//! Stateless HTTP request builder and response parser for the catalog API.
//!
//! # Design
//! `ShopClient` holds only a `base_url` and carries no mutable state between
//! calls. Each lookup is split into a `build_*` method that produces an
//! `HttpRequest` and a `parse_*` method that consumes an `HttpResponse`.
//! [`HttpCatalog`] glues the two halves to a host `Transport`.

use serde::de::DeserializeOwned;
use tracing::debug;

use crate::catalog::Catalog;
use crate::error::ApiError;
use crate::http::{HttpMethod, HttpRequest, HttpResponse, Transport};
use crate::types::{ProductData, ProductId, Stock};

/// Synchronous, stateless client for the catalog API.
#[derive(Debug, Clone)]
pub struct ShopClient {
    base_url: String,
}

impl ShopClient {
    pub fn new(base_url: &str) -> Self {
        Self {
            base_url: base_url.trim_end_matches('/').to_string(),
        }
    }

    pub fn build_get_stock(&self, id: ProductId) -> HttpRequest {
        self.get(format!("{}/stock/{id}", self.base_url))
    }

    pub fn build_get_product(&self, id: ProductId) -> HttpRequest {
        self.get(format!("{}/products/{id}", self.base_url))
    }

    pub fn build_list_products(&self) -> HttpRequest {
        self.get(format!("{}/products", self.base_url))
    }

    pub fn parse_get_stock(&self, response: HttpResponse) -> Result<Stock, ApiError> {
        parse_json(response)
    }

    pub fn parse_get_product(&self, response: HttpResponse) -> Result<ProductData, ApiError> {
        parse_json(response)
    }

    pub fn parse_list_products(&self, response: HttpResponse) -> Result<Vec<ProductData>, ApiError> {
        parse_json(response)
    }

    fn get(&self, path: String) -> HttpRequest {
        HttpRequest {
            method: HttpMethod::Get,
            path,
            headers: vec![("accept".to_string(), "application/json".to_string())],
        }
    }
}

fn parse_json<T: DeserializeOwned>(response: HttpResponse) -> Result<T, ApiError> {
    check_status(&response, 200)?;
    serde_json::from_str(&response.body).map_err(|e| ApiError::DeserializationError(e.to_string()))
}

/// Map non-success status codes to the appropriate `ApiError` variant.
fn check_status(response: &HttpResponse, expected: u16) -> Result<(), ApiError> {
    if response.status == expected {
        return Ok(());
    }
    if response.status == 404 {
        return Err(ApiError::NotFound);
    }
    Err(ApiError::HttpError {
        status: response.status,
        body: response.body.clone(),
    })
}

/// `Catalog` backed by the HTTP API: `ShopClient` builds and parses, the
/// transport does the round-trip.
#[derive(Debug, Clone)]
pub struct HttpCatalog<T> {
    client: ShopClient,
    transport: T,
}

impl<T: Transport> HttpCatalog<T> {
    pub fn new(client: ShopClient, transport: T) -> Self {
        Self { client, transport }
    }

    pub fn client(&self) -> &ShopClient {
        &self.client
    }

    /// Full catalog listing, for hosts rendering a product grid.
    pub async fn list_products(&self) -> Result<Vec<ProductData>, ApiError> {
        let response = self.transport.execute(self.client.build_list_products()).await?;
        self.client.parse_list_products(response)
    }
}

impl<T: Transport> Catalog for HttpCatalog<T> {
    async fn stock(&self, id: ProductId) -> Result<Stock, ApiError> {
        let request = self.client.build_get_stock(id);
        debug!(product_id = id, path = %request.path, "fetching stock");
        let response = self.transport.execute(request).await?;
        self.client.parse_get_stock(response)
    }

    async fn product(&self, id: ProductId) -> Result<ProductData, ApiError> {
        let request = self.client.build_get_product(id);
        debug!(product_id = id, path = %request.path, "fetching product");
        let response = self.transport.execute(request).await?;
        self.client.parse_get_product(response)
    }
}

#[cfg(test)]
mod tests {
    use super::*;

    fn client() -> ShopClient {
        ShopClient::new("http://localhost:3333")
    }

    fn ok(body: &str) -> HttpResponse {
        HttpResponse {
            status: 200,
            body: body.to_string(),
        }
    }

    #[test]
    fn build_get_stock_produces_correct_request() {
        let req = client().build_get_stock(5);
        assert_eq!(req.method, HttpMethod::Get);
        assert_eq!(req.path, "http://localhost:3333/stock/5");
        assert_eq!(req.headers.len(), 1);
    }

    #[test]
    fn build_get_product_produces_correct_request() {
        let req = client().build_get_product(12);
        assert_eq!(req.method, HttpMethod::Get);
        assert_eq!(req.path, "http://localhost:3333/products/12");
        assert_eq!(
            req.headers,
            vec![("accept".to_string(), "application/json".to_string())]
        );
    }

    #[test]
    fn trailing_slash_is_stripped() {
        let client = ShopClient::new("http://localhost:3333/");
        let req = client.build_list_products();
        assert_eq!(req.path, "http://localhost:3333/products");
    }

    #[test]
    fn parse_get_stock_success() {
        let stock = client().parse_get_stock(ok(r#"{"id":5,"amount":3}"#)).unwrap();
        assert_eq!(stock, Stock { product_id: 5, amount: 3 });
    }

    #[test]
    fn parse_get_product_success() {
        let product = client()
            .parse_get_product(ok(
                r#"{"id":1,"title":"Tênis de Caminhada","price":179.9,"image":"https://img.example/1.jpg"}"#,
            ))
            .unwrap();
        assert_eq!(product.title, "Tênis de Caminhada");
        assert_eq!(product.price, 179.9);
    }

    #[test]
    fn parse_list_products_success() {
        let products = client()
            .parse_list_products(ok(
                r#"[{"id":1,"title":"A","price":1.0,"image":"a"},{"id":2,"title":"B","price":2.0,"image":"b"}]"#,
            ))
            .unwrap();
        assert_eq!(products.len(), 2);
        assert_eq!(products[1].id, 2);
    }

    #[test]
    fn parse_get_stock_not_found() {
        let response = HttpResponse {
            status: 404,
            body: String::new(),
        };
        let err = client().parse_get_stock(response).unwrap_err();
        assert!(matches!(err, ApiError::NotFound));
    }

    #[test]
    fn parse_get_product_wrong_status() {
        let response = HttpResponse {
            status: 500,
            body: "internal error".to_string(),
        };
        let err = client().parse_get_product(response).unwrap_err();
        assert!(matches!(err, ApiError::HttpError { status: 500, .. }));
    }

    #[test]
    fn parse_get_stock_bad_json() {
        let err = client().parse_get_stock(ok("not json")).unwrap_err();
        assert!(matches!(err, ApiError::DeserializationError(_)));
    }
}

====================

Word for word, restate all of the entries.

//! Stateless HTTP request builder and response parser for the catalog API.
//!
//! # Design
//! `ShopClient` holds only a `base_url` and carries no mutable state between
//! calls. Each lookup is split into a `build_*` method that produces an
//! `HttpRequest` and a `parse_*` method that consumes an `HttpResponse`.
//! [`HttpCatalog`] glues the two halves to a host `Transport`.

use serde::de::DeserializeOwned;
use tracing::debug;

use crate::catalog::Catalog;
use crate::error::ApiError;
use crate::http::{HttpMethod, HttpRequest, HttpResponse, Transport};
use crate::types::{ProductData, ProductId, Stock};

/// Synchronous, stateless client for the catalog API.
#[derive(Debug, Clone)]
pub struct ShopClient {
    base_url: String,
}

impl ShopClient {
    pub fn new(base_url: &str) -> Self {
        Self {
            base_url: base_url.trim_end_matches('/').to_string(),
        }
    }

    pub fn build_get_stock(&self, id: ProductId) -> HttpRequest {
        self.get(format!("{}/stock/{id}", self.base_url))
    }

    pub fn build_get_product(&self, id: ProductId) -> HttpRequest {
        self.get(format!("{}/products/{id}", self.base_url))
    }

    pub fn build_list_products(&self) -> HttpRequest {
        self.get(format!("{}/products", self.base_url))
    }

    pub fn parse_get_stock(&self, response: HttpResponse) -> Result<Stock, ApiError> {
        parse_json(response)
    }

    pub fn parse_get_product(&self, response: HttpResponse) -> Result<ProductData, ApiError> {
        parse_json(response)
    }

    pub fn parse_list_products(&self, response: HttpResponse) -> Result<Vec<ProductData>, ApiError> {
        parse_json(response)
    }

    fn get(&self, path: String) -> HttpRequest {
        HttpRequest {
            method: HttpMethod::Get,
            path,
            headers: vec![("accept".to_string(), "application/json".to_string())],
        }
    }
}

fn parse_json<T: DeserializeOwned>(response: HttpResponse) -> Result<T, ApiError> {
    check_status(&response, 200)?;
    serde_json::from_str(&response.body).map_err(|e| ApiError::DeserializationError(e.to_string()))
}

/// Map non-success status codes to the appropriate `ApiError` variant.
fn check_status(response: &HttpResponse, expected: u16) -> Result<(), ApiError> {
    if response.status == expected {
        return Ok(());
    }
    if response.status == 404 {
        return Err(ApiError::NotFound);
    }
    Err(ApiError::HttpError {
        status: response.status,
        body: response.body.clone(),
    })
}

/// `Catalog` backed by the HTTP API: `ShopClient` builds and parses, the
/// transport does the round-trip.
#[derive(Debug, Clone)]
pub struct HttpCatalog<T> {
    client: ShopClient,
    transport: T,
}

impl<T: Transport> HttpCatalog<T> {
    pub fn new(client: ShopClient, transport: T) -> Self {
        Self { client, transport }
    }

    pub fn client(&self) -> &ShopClient {
        &self.client
    }

    /// Full catalog listing, for hosts rendering a product grid.
    pub async fn list_products(&self) -> Result<Vec<ProductData>, ApiError> {
        let response = self.transport.execute(self.client.build_list_products()).await?;
        self.client.parse_list_products(response)
    }
}

impl<T: Transport> Catalog for HttpCatalog<T> {
    async fn stock(&self, id: ProductId) -> Result<Stock, ApiError> {
        let request = self.client.build_get_stock(id);
        debug!(product_id = id, path = %request.path, "fetching stock");
        let response = self.transport.execute(request).await?;
        self.client.parse_get_stock(response)
    }

    async fn product(&self, id: ProductId) -> Result<ProductData, ApiError> {
        let request = self.client.build_get_product(id);
        debug!(product_id = id, path = %request.path, "fetching product");
        let response = self.transport.execute(request).await?;
        self.client.parse_get_product(response)
    }
}

#[cfg(test)]
mod tests {
    use super::*;

    fn client() -> ShopClient {
        ShopClient::new("http://localhost:3333")
    }

    fn ok(body: &str) -> HttpResponse {
        HttpResponse {
            status: 200,
            body: body.to_string(),
        }
    }

    #[test]
    fn build_get_stock_produces_correct_request() {
        let req = client().build_get_stock(5);
        assert_eq!(req.method, HttpMethod::Get);
        assert_eq!(req.path, "http://localhost:3333/stock/5");
        assert_eq!(req.headers.len(), 1);
    }

    #[test]
    fn build_get_product_produces_correct_request() {
        let req = client().build_get_product(12);
        assert_eq!(req.method, HttpMethod::Get);
        assert_eq!(req.path, "http://localhost:3333/products/12");
        assert_eq!(
            req.headers,
            vec![("accept".to_string(), "application/json".to_string())]
        );
    }

    #[test]
    fn trailing_slash_is_stripped() {
        let client = ShopClient::new("http://localhost:3333/");
        let req = client.build_list_products();
        assert_eq!(req.path, "http://localhost:3333/products");
    }

    #[test]
    fn parse_get_stock_success() {
        let stock = client().parse_get_stock(ok(r#"{"id":5,"amount":3}"#)).unwrap();
        assert_eq!(stock, Stock { product_id: 5, amount: 3 });
    }

    #[test]
    fn parse_get_product_success() {
        let product = client()
            .parse_get_product(ok(
                r#"{"id":1,"title":"Tênis de Caminhada","price":179.9,"image":"https://img.example/1.jpg"}"#,
            ))
            .unwrap();
        assert_eq!(product.title, "Tênis de Caminhada");
        assert_eq!(product.price, 179.9);
    }

    #[test]
    fn parse_list_products_success() {
        let products = client()
            .parse_list_products(ok(
                r#"[{"id":1,"title":"A","price":1.0,"image":"a"},{"id":2,"title":"B","price":2.0,"image":"b"}]"#,
            ))
            .unwrap();
        assert_eq!(products.len(), 2);
        assert_eq!(products[1].id, 2);
    }

    #[test]
    fn parse_get_stock_not_found() {
        let response = HttpResponse {
            status: 404,
            body: String::new(),
        };
        let err = client().parse_get_stock(response).unwrap_err();
        assert!(matches!(err, ApiError::NotFound));
    }

    #[test]
    fn parse_get_product_wrong_status() {
        let response = HttpResponse {
            status: 500,
            body: "internal error".to_string(),
        };
        let err = client().parse_get_product(response).unwrap_err();
        assert!(matches!(err, ApiError::HttpError { status: 500, .. }));
    }

    #[test]
    fn parse_get_stock_bad_json() {
        let err = client().parse_get_stock(ok("not json")).unwrap_err();
        assert!(matches!(err, ApiError::DeserializationError(_)));
    }
}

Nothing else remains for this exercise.